### Record excerpts
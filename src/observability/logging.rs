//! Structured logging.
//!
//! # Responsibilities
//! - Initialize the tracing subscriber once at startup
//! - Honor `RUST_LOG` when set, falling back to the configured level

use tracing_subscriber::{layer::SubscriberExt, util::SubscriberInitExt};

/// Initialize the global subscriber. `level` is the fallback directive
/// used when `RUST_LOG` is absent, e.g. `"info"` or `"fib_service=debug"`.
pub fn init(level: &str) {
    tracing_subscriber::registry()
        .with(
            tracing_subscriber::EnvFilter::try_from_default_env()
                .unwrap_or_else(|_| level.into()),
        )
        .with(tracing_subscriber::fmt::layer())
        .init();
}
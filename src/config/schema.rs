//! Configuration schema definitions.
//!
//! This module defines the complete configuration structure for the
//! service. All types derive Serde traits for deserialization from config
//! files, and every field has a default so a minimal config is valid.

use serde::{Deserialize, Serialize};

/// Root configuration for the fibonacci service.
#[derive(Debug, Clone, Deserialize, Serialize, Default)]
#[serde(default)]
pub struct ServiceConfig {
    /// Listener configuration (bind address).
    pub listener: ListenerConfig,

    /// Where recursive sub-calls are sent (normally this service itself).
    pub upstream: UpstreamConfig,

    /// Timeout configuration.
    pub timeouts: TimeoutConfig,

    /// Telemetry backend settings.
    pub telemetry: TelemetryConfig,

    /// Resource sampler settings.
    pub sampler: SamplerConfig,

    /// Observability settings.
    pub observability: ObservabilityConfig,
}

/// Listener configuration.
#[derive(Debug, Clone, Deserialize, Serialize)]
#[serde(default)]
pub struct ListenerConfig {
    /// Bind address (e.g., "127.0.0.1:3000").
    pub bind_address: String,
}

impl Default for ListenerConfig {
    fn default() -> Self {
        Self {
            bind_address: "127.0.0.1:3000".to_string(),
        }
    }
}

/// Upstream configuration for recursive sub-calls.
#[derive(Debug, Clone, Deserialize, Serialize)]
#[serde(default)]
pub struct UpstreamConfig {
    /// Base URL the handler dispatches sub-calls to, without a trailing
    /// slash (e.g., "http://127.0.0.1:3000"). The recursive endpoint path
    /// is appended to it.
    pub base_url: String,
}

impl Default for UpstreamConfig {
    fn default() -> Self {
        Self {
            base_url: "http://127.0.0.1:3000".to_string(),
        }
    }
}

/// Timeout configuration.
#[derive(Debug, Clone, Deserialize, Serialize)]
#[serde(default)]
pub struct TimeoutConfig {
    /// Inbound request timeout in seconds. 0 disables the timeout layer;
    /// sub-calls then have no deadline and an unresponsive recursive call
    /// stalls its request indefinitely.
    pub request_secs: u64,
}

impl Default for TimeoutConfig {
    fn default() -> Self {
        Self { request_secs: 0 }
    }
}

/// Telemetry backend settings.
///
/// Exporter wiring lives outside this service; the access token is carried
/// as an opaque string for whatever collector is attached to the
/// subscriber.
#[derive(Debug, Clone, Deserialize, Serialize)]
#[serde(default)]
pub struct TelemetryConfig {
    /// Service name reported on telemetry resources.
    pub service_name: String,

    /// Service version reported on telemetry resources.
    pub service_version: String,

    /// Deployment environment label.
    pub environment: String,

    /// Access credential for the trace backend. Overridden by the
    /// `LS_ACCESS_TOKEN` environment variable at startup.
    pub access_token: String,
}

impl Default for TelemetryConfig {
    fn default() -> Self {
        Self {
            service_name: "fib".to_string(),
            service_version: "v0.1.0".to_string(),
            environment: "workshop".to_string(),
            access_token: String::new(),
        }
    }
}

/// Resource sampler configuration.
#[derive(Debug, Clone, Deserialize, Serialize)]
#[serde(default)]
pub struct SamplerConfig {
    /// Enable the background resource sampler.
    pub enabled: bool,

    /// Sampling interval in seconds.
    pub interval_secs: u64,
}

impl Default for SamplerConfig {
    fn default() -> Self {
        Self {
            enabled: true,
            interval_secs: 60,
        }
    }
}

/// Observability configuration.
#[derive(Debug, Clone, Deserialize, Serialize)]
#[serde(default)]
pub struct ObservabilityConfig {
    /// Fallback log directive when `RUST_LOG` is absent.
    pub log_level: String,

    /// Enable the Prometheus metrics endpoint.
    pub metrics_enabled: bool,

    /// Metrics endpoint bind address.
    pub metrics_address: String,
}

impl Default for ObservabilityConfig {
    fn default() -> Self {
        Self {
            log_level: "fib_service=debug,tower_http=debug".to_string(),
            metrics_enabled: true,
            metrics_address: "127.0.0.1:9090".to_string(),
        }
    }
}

---

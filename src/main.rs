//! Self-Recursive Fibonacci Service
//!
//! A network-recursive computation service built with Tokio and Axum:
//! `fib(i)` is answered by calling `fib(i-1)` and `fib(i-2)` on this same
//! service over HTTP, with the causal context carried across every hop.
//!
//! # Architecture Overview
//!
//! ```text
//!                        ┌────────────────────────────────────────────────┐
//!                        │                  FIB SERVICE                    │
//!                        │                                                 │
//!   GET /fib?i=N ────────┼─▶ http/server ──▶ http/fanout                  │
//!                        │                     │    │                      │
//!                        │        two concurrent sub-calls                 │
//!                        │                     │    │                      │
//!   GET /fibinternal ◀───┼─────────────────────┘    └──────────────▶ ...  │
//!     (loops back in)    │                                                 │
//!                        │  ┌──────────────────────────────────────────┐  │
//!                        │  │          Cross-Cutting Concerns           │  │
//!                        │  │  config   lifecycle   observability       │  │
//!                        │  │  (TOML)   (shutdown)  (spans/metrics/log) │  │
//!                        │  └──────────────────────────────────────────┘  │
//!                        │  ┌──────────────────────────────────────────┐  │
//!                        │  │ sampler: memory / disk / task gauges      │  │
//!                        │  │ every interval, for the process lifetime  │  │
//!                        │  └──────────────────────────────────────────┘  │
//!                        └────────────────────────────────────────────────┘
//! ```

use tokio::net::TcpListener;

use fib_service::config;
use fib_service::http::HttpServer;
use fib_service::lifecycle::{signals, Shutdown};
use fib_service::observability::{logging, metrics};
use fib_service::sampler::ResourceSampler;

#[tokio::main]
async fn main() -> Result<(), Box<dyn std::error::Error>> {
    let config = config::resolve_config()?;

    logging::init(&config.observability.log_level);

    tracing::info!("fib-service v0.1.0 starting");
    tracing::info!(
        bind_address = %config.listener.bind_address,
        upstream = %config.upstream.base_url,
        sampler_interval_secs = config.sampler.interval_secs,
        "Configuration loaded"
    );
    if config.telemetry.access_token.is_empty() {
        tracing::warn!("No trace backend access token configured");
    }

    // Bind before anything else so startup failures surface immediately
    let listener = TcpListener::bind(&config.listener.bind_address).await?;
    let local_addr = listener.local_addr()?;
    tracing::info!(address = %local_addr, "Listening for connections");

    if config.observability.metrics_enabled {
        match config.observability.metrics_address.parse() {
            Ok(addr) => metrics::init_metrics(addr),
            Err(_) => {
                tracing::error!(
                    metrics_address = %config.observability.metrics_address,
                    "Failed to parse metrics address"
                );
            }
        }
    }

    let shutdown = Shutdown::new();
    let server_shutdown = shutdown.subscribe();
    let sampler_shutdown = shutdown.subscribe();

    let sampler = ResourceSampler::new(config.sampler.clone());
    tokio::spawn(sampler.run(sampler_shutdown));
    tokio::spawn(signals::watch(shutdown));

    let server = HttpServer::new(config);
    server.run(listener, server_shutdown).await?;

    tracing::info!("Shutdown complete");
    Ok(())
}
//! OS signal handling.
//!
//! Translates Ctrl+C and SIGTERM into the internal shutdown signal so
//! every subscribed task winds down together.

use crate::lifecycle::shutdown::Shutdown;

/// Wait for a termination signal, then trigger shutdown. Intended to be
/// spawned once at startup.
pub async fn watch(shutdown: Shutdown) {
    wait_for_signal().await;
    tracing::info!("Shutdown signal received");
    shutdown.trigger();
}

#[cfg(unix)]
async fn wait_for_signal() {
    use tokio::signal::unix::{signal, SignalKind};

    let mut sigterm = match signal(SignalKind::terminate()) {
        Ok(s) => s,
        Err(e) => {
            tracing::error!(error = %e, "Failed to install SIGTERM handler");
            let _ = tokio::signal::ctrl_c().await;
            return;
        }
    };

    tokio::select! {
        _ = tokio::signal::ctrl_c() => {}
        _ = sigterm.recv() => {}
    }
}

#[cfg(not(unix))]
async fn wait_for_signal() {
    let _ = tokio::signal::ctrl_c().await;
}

--

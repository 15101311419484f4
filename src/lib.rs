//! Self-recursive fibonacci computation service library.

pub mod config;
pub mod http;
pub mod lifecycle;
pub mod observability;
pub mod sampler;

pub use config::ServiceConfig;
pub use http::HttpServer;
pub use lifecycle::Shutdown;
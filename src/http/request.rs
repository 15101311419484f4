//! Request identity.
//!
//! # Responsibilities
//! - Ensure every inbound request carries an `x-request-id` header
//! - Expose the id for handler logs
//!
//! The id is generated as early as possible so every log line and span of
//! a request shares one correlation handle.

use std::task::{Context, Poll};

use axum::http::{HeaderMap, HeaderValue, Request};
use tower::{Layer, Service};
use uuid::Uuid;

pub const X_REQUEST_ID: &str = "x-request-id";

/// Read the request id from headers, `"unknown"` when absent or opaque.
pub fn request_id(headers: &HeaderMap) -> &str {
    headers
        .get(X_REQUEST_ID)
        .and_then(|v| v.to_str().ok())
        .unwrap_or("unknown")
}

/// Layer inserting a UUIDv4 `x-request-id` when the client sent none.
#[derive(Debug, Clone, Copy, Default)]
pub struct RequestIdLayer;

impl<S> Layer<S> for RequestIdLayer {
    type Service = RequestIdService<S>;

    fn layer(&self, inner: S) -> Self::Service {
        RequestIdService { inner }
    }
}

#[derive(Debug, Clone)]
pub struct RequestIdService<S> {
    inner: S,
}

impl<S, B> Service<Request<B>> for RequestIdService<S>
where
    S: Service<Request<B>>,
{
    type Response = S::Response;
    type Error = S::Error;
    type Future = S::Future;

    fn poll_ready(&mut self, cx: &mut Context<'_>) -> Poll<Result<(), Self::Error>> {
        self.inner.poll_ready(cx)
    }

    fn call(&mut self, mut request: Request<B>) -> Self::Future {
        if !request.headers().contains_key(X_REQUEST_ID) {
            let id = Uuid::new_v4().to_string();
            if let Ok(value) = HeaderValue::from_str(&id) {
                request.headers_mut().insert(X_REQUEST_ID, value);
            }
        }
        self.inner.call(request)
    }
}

### Goal of the exercise
Within the material above, transcribe exactly the lines that run from the line holding "subscriber once at startup" through the line holding "pub struct UpstreamConfig".

### Result
//! - Initialize the tracing subscriber once at startup
//! - Honor `RUST_LOG` when set, falling back to the configured level

use tracing_subscriber::{layer::SubscriberExt, util::SubscriberInitExt};

/// Initialize the global subscriber. `level` is the fallback directive
/// used when `RUST_LOG` is absent, e.g. `"info"` or `"fib_service=debug"`.
pub fn init(level: &str) {
    tracing_subscriber::registry()
        .with(
            tracing_subscriber::EnvFilter::try_from_default_env()
                .unwrap_or_else(|_| level.into()),
        )
        .with(tracing_subscriber::fmt::layer())
        .init();
}
filename src/config/schema.rs
//! Configuration schema definitions.
//!
//! This module defines the complete configuration structure for the
//! service. All types derive Serde traits for deserialization from config
//! files, and every field has a default so a minimal config is valid.

use serde::{Deserialize, Serialize};

/// Root configuration for the fibonacci service.
#[derive(Debug, Clone, Deserialize, Serialize, Default)]
#[serde(default)]
pub struct ServiceConfig {
    /// Listener configuration (bind address).
    pub listener: ListenerConfig,

    /// Where recursive sub-calls are sent (normally this service itself).
    pub upstream: UpstreamConfig,

    /// Timeout configuration.
    pub timeouts: TimeoutConfig,

    /// Telemetry backend settings.
    pub telemetry: TelemetryConfig,

    /// Resource sampler settings.
    pub sampler: SamplerConfig,

    /// Observability settings.
    pub observability: ObservabilityConfig,
}

/// Listener configuration.
#[derive(Debug, Clone, Deserialize, Serialize)]
#[serde(default)]
pub struct ListenerConfig {
    /// Bind address (e.g., "127.0.0.1:3000").
    pub bind_address: String,
}

impl Default for ListenerConfig {
    fn default() -> Self {
        Self {
            bind_address: "127.0.0.1:3000".to_string(),
        }
    }
}

/// Upstream configuration for recursive sub-calls.
#[derive(Debug, Clone, Deserialize, Serialize)]
#[serde(default)]
pub struct UpstreamConfig {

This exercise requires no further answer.